__Brief__. The answer must restate every record word for word.
-------- Data shown
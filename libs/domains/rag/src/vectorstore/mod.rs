mod grpc;
mod index;
mod memory;

pub use grpc::GrpcVectorStore;
pub use index::TextIndex;
pub use memory::{InMemoryVectorStore, load_seed_file};
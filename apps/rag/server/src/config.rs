use core_config::server::ServerConfig;
use core_config::{ConfigError, FromEnv};
use domain_rag::{OpenAIConfig, RerankerConfig, RetrievalPolicy, VectorStoreConfig};

/// Prefix of the listener variables, e.g. `RAG_SERVER_GRPC_PORT`.
pub const SERVER_ENV_PREFIX: &str = "RAG_SERVER";

/// Everything the process reads from the environment at startup.
#[derive(Debug, Clone, PartialEq)]
pub struct AppConfig {
    pub server: ServerConfig,
    pub openai: OpenAIConfig,
    pub reranker: RerankerConfig,
    pub vector_store: VectorStoreConfig,
    pub retrieval: RetrievalPolicy,
}

impl FromEnv for AppConfig {
    fn from_env() -> Result<Self, ConfigError> {
        Ok(Self {
            server: ServerConfig::from_env_with_prefix(SERVER_ENV_PREFIX)?,
            openai: OpenAIConfig::from_env()?,
            reranker: RerankerConfig::from_env()?,
            vector_store: VectorStoreConfig::from_env()?,
            retrieval: RetrievalPolicy::from_env()?,
        })
    }
}
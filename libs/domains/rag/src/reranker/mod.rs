mod http;

pub use http::HttpReranker;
----------------
__Response to the task__.
filename libs/domains/rag/src/vectorstore/mod.rs
mod grpc;
mod index;
mod memory;

pub use grpc::GrpcVectorStore;
pub use index::TextIndex;
pub use memory::{InMemoryVectorStore, load_seed_file};
filename apps/rag/server/src/config.rs
use core_config::server::ServerConfig;
use core_config::{ConfigError, FromEnv};
use domain_rag::{OpenAIConfig, RerankerConfig, RetrievalPolicy, VectorStoreConfig};

/// Prefix of the listener variables, e.g. `RAG_SERVER_GRPC_PORT`.
pub const SERVER_ENV_PREFIX: &str = "RAG_SERVER";

/// Everything the process reads from the environment at startup.
#[derive(Debug, Clone, PartialEq)]
pub struct AppConfig {
    pub server: ServerConfig,
    pub openai: OpenAIConfig,
    pub reranker: RerankerConfig,
    pub vector_store: VectorStoreConfig,
    pub retrieval: RetrievalPolicy,
}

impl FromEnv for AppConfig {
    fn from_env() -> Result<Self, ConfigError> {
        Ok(Self {
            server: ServerConfig::from_env_with_prefix(SERVER_ENV_PREFIX)?,
            openai: OpenAIConfig::from_env()?,
            reranker: RerankerConfig::from_env()?,
            vector_store: VectorStoreConfig::from_env()?,
            retrieval: RetrievalPolicy::from_env()?,
        })
    }
}
filename libs/domains/rag/src/reranker/mod.rs
mod http;

pub use http::HttpReranker;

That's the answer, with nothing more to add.